* PROBLEM DETAILS: Look through the data and write out every line with the word "register" in it.

(Items listed in a dataset)
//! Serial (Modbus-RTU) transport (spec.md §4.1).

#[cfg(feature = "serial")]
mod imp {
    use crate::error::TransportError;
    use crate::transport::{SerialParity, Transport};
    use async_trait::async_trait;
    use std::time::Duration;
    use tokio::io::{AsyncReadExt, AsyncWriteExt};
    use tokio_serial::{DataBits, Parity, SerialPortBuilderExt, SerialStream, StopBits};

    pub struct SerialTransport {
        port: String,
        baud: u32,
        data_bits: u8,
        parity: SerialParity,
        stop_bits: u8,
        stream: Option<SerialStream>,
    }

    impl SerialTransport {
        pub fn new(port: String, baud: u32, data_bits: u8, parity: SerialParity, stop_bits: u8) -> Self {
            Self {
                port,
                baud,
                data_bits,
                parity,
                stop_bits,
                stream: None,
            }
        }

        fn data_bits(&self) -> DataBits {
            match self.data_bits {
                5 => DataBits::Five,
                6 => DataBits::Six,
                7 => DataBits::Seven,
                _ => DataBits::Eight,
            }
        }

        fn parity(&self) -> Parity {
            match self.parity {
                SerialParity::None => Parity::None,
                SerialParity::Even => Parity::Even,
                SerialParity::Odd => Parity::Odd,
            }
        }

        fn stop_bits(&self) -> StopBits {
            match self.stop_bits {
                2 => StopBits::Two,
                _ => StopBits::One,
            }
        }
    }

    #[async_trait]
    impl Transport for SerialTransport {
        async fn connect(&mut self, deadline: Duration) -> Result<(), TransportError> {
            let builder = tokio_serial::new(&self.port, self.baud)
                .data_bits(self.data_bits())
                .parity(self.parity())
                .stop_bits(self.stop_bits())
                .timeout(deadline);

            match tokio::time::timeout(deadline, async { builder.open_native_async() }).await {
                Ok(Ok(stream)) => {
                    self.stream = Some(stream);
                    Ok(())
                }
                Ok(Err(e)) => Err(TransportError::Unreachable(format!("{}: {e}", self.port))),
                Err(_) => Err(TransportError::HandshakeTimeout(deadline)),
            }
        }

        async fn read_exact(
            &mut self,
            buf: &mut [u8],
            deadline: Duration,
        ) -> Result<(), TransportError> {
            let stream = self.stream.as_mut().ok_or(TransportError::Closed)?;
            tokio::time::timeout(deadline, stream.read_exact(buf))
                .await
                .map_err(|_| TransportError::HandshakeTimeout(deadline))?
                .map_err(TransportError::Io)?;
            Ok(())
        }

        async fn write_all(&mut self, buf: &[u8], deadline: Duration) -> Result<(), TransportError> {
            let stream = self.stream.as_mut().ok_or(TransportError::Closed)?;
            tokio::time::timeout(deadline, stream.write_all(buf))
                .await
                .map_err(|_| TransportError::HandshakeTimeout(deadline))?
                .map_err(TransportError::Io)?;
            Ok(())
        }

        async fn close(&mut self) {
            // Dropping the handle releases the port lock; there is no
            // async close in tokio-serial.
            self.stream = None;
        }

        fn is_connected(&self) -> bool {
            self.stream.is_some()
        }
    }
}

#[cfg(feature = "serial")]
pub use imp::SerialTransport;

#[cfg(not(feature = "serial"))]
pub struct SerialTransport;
...
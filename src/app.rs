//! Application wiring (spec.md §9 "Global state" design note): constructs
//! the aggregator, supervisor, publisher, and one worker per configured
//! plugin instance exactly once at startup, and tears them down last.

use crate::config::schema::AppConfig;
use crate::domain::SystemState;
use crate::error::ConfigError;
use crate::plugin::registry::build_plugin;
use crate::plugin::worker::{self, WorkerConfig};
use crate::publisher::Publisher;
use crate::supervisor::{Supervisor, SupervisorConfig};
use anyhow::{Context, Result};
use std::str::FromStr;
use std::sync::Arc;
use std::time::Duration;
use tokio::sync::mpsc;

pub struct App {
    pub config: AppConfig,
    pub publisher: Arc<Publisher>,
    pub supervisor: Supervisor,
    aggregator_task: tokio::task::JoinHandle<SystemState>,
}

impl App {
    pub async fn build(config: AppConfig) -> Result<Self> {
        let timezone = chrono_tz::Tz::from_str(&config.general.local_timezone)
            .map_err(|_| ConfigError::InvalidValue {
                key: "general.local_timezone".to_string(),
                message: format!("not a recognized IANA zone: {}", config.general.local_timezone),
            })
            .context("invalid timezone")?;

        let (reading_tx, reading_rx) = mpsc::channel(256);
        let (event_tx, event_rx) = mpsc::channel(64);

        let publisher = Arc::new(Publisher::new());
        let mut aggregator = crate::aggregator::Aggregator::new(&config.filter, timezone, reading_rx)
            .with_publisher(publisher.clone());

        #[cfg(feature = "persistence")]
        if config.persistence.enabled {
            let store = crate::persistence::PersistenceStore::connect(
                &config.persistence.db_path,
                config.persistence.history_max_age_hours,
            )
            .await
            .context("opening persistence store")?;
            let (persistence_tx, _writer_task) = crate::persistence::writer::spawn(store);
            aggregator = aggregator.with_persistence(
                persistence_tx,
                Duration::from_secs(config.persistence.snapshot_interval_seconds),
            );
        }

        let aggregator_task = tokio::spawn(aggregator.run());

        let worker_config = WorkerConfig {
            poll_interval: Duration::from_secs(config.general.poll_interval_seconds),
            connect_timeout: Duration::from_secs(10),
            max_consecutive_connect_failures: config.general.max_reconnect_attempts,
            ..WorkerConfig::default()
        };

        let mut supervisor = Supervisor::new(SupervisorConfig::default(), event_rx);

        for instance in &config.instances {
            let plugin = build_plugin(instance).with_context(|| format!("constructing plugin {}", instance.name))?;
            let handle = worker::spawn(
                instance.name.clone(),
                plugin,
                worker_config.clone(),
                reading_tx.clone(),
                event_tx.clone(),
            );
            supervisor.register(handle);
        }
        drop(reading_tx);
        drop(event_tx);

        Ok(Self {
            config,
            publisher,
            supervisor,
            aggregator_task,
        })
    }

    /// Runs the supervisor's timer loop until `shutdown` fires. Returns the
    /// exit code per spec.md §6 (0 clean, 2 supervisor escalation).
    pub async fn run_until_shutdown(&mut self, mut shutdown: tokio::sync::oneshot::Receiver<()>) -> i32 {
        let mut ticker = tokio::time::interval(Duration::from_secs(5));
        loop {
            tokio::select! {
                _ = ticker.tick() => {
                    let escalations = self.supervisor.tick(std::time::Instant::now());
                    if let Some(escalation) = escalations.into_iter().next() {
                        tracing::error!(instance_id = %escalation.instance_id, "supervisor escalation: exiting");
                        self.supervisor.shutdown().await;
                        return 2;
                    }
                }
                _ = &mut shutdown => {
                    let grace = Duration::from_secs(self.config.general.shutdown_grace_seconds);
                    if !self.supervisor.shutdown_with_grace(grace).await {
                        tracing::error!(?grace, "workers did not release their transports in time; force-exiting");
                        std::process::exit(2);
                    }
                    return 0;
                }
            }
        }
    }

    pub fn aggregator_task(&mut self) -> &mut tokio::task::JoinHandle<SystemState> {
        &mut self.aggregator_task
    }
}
* * *
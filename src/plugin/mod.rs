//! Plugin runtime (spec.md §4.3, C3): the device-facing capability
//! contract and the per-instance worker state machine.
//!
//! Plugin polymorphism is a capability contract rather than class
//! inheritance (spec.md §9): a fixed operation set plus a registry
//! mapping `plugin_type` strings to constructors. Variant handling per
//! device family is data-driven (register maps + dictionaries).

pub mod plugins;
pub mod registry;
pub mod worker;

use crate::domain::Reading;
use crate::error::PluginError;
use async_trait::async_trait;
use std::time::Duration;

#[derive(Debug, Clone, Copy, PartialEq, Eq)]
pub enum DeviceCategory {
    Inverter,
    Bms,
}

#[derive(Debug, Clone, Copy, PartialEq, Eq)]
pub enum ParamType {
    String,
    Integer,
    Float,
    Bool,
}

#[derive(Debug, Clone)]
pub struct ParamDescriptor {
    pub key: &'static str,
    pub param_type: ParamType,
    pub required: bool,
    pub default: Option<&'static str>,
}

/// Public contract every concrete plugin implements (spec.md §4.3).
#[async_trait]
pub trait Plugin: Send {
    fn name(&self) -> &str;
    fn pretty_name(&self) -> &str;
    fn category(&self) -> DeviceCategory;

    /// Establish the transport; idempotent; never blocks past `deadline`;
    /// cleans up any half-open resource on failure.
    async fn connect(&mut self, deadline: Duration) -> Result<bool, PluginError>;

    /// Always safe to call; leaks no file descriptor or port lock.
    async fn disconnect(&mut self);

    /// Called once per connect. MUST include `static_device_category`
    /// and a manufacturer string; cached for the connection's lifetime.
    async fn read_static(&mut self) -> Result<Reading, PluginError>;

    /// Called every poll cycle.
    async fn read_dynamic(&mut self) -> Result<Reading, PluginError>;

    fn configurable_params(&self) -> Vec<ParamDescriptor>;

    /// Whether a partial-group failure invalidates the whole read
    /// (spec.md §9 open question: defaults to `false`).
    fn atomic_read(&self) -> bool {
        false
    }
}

* THE COMPLETED TASK:
            supervisor.register(handle);
//! device family is data-driven (register maps + dictionaries).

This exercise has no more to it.